Monday, February 20, 2006

It's Been Weeks Since The Last Healthcare Wonkfest, Hasn't It?

My suggested headline was "An Umbrella That Melts in the Rain" but the editor's choice, while less poetic, gets the point across jut as well. It turns out that the cost estimates and participation rates in the Bush budget are based on, well, implausible scenarios, so the cost numbers and lower-income participation rates are probably worse than in the Gruber study.

East Valley Tribune, Feb. 19, 2006

The Republicans in DC are using a one-step-forward, two-steps-back strategy, hoping that you’ll notice only the one step forward. They split apart this year’s “reconciliation” bill, which normally includes spending and tax proposals together, into separate packages.

With great fanfare, they claimed their first serious effort to reduce the deficit by cutting projected spending of -- drum roll -- $39 billion. Note, however, that the $39 billion occurs over 5 years, and with annual federal spending approximately $2.8 trillion, represents roughly a 0.28 percent cut (focused, of course, on the poor, young, and students, who lack well-connected lobbyists).

But reducing the deficit by $39 billion sure sounds impressive -- until you notice what the other hand did, which was cutting revenues by about $94 billion (and again, disproportionately benefiting those at the top of the heap). So the much-ballyhooed GOP “deficit reduction plan” actually increases the deficit by some $55 billion. By voting “No” on both bills, most Democrats were being $55 billion more responsible. But that requires that voters actually do the math and perhaps politically, that’s a losing proposition.

It turns out that this same sort of legerdemain (Look at the millions who benefit! Pay no attention to the millions who will be hurt!) also guides GOP plans for health care. A new study by Jonathan Gruber, professor of Economics at M.I.T., for the Center on Budget and Policy Priorities ran the numbers on the Bush administration’s 2007 budget health savings account proposals. Guess what? There’s good news and there’s bad news, and there’s more of the bad news -- but they don’t want you to notice.
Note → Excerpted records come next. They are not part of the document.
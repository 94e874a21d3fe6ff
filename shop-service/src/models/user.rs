//! User account documents.

use chrono::{DateTime, Utc};
use serde::{Deserialize, Serialize};
use uuid::Uuid;

#[derive(Debug, Clone, Copy, PartialEq, Eq, Serialize, Deserialize)]
#[serde(rename_all = "lowercase")]
pub enum UserRole {
    Customer,
    Admin,
}

/// User account. The password hash lives only in this document and is never
/// serialized outward; API responses go through [`SanitizedUser`].
#[derive(Debug, Clone, Serialize, Deserialize)]
pub struct User {
    #[serde(rename = "_id")]
    pub id: String,

    /// Stored lowercased; uniqueness is enforced case-insensitively.
    pub email: String,

    pub password_hash: String,

    pub name: String,

    pub phone: Option<String>,

    pub role: UserRole,

    /// References into the addresses collection.
    #[serde(default)]
    pub addresses: Vec<String>,

    #[serde(with = "mongodb::bson::serde_helpers::chrono_datetime_as_bson_datetime")]
    pub created_at: DateTime<Utc>,

    #[serde(with = "mongodb::bson::serde_helpers::chrono_datetime_as_bson_datetime")]
    pub updated_at: DateTime<Utc>,
}

impl User {
    pub fn new(name: String, email: String, password_hash: String, phone: Option<String>) -> Self {
        let now = Utc::now();
        Self {
            id: Uuid::new_v4().to_string(),
            email: email.to_lowercase(),
            password_hash,
            name,
            phone,
            role: UserRole::Customer,
            addresses: Vec::new(),
            created_at: now,
            updated_at: now,
        }
    }

    pub fn sanitized(&self) -> SanitizedUser {
        SanitizedUser {
            id: self.id.clone(),
            name: self.name.clone(),
            email: self.email.clone(),
            phone: self.phone.clone(),
            role: self.role,
        }
    }
}

/// User shape returned by the API (no sensitive fields).
#[derive(Debug, Clone, Serialize)]
pub struct SanitizedUser {
    pub id: String,
    pub name: String,
    pub email: String,
    pub phone: Option<String>,
    pub role: UserRole,
}

#[cfg(test)]
mod tests {
    use super::*;

    #[test]
    fn email_is_lowercased_on_creation() {
        let user = User::new(
            "Asha".to_string(),
            "Asha@Example.COM".to_string(),
            "$argon2id$hash".to_string(),
            None,
        );
        assert_eq!(user.email, "asha@example.com");
        assert_eq!(user.role, UserRole::Customer);
    }

    #[test]
    fn sanitized_user_has_no_password_hash() {
        let user = User::new(
            "Asha".to_string(),
            "asha@example.com".to_string(),
            "$argon2id$hash".to_string(),
            Some("555-0100".to_string()),
        );
        let json = serde_json::to_value(user.sanitized()).unwrap();
        assert!(json.get("password_hash").is_none());
        assert_eq!(json["email"], "asha@example.com");
    }
}
use serde::{Deserialize, Serialize};
use validator::Validate;

use crate::models::{Address, AddressLabel, SanitizedUser};

#[derive(Debug, Deserialize, Validate)]
pub struct UpdateProfileRequest {
    #[validate(length(min = 1, max = 120, message = "Name must not be empty"))]
    pub name: Option<String>,

    #[validate(length(max = 20, message = "Phone number too long"))]
    pub phone: Option<String>,
}

#[derive(Debug, Serialize)]
pub struct ProfileResponse {
    pub user: SanitizedUser,
    pub addresses: Vec<Address>,
}

#[derive(Debug, Deserialize, Validate)]
pub struct CreateAddressRequest {
    #[serde(default)]
    pub label: AddressLabel,

    #[validate(length(min = 1, message = "Address line must not be empty"))]
    pub line1: String,

    pub line2: Option<String>,

    #[validate(length(min = 1, message = "City must not be empty"))]
    pub city: String,

    #[validate(length(min = 1, message = "State must not be empty"))]
    pub state: String,

    #[validate(length(min = 1, max = 12, message = "Invalid postal code"))]
    pub postal_code: String,

    pub country: Option<String>,

    #[serde(default)]
    pub is_default: bool,
}

#[derive(Debug, Deserialize, Validate)]
pub struct UpdateAddressRequest {
    pub label: Option<AddressLabel>,

    #[validate(length(min = 1, message = "Address line must not be empty"))]
    pub line1: Option<String>,

    pub line2: Option<String>,

    #[validate(length(min = 1, message = "City must not be empty"))]
    pub city: Option<String>,

    #[validate(length(min = 1, message = "State must not be empty"))]
    pub state: Option<String>,

    #[validate(length(min = 1, max = 12, message = "Invalid postal code"))]
    pub postal_code: Option<String>,

    pub country: Option<String>,

    pub is_default: Option<bool>,
}

#[derive(Debug, Deserialize, Validate)]
pub struct WishlistItemRequest {
    #[serde(rename = "productId")]
    #[validate(length(min = 1, message = "Product id must not be empty"))]
    pub product_id: String,
}

#[derive(Debug, Serialize)]
pub struct WishlistResponse {
    pub product_ids: Vec<String>,
}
First, a definition: a Health Savings Account is a tax-preferred account combined with a high-deductible insurance policy. In HSAs, people contribute money to the account for routine medical expenses, but once they spend enough, the insurance policy kicks in. It’s a very good deal if you stay healthy, because you don’t have medical expenses and the HSA money accumulates tax-free. It’s a crummy deal if you’re sick, because not only have you exhausted your HSA account, but having exceeded the deductible on an individually-underwritten policy, your premiums will increase as surely does the night follow the day. As Princeton’s Uwe Reinhardt says, HSAs are the insurance industry’s version of umbrellas that melt in the rain.
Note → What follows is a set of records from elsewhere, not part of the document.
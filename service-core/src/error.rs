use axum::{
    Json,
    http::StatusCode,
    response::{IntoResponse, Response},
};
use serde::Serialize;
use thiserror::Error;

#[derive(Debug, Error)]
pub enum AppError {
    #[error("Validation error: {0}")]
    ValidationError(#[from] validator::ValidationErrors),

    #[error("Bad request: {0}")]
    BadRequest(anyhow::Error),

    #[error("Not found: {0}")]
    NotFound(anyhow::Error),

    #[error("Unauthorized: {0}")]
    Unauthorized(anyhow::Error),

    #[error("Forbidden: {0}")]
    Forbidden(anyhow::Error),

    #[error("Authentication error: {0}")]
    AuthError(anyhow::Error),

    #[error("Conflict: {0}")]
    Conflict(anyhow::Error),

    #[error("Too many requests: {0}")]
    TooManyRequests(String, Option<u64>),

    #[error("Internal server error: {0}")]
    InternalError(#[from] anyhow::Error),

    #[error("Database error: {0}")]
    DatabaseError(anyhow::Error),

    #[error("Configuration error: {0}")]
    ConfigError(anyhow::Error),
}

impl From<config::ConfigError> for AppError {
    fn from(err: config::ConfigError) -> Self {
        AppError::ConfigError(anyhow::Error::new(err))
    }
}

impl From<std::io::Error> for AppError {
    fn from(err: std::io::Error) -> Self {
        AppError::InternalError(anyhow::Error::new(err))
    }
}

impl From<mongodb::error::Error> for AppError {
    fn from(err: mongodb::error::Error) -> Self {
        AppError::DatabaseError(anyhow::Error::new(err))
    }
}

impl IntoResponse for AppError {
    fn into_response(self) -> Response {
        #[derive(Serialize)]
        struct ErrorResponse {
            error: String,
            #[serde(skip_serializing_if = "Option::is_none")]
            details: Option<String>,
        }

        let (status, error_message, details, retry_after) = match self {
            AppError::ValidationError(err) => (
                StatusCode::UNPROCESSABLE_ENTITY,
                "Validation error".to_string(),
                Some(err.to_string()),
                None,
            ),
            AppError::BadRequest(err) => (StatusCode::BAD_REQUEST, err.to_string(), None, None),
            AppError::NotFound(err) => (StatusCode::NOT_FOUND, err.to_string(), None, None),
            AppError::Unauthorized(err) => (StatusCode::UNAUTHORIZED, err.to_string(), None, None),
            AppError::Forbidden(err) => (StatusCode::FORBIDDEN, err.to_string(), None, None),
            AppError::AuthError(err) => (StatusCode::UNAUTHORIZED, err.to_string(), None, None),
            AppError::Conflict(err) => (StatusCode::CONFLICT, err.to_string(), None, None),
            AppError::TooManyRequests(msg, retry) => {
                (StatusCode::TOO_MANY_REQUESTS, msg, None, retry)
            }
            AppError::InternalError(_) => (
                StatusCode::INTERNAL_SERVER_ERROR,
                "Internal server error".to_string(),
                None,
                None,
            ),
            AppError::DatabaseError(err) => {
                tracing::error!(error = %err, "Database error surfaced to client");
                (
                    StatusCode::INTERNAL_SERVER_ERROR,
                    "Internal server error".to_string(),
                    None,
                    None,
                )
            }
            AppError::ConfigError(err) => (
                StatusCode::INTERNAL_SERVER_ERROR,
                "Configuration error".to_string(),
                Some(err.to_string()),
                None,
            ),
        };

        let mut res = (
            status,
            Json(ErrorResponse {
                error: error_message,
                details,
            }),
        )
            .into_response();

        if let Some(retry) = retry_after {
            res.headers_mut()
                .insert(axum::http::header::RETRY_AFTER, retry.into());
        }

        res
    }
}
Gruber’s analysis (using a computer model very similar to those used by the Congressional Budget Office and U.S. Treasury) showed that 8.3 million people would take advantage of fairly substantial credits and subsidies to switch into HSAs. About 4 million would switch from employer-sponsored plans and 500,000 would come from Medicaid, meaning that about 3.8 million people who lacked insurance would get coverage.

Coverage for 3.8 million previously uninsured -- sounds pretty good, right? Unfortunately, not if you watch what the other hand does. Some 8.9 million people would lose employer-sponsored coverage because the HSA tax breaks will eliminate the tax subsidy for employer plans, leading many existing small or new businesses to drop health insurance benefits to shift employees into HSAs. About 4 million would switch, and about 500,000 would wind up on Medicaid -- meaning that 4.4 million people would become uninsured.

The HSA tax credits aren’t cheap; the 10-year estimate for the tax subsidies is $156 billion. Thus, the Bush administration plans to use $156 billion to increase the number of uninsured Americans by 600,000. The good news isn’t so good when you net out both sides of the equation.

Worse, adverse selection means that people switching into HSAs will be younger and healthier, and the people losing insurance will be older and not so healthy. Using HSAs not only shifts risk from government and employers to individuals, but also from the healthy to the sick. It’s “anti-insurance.”

So it’s more of the same from Bush and the Republicans. When you add it all up, it’s another sweetheart deal for those who already are doing well, at the expense of those that aren’t. And these days, isn’t that what America is all about?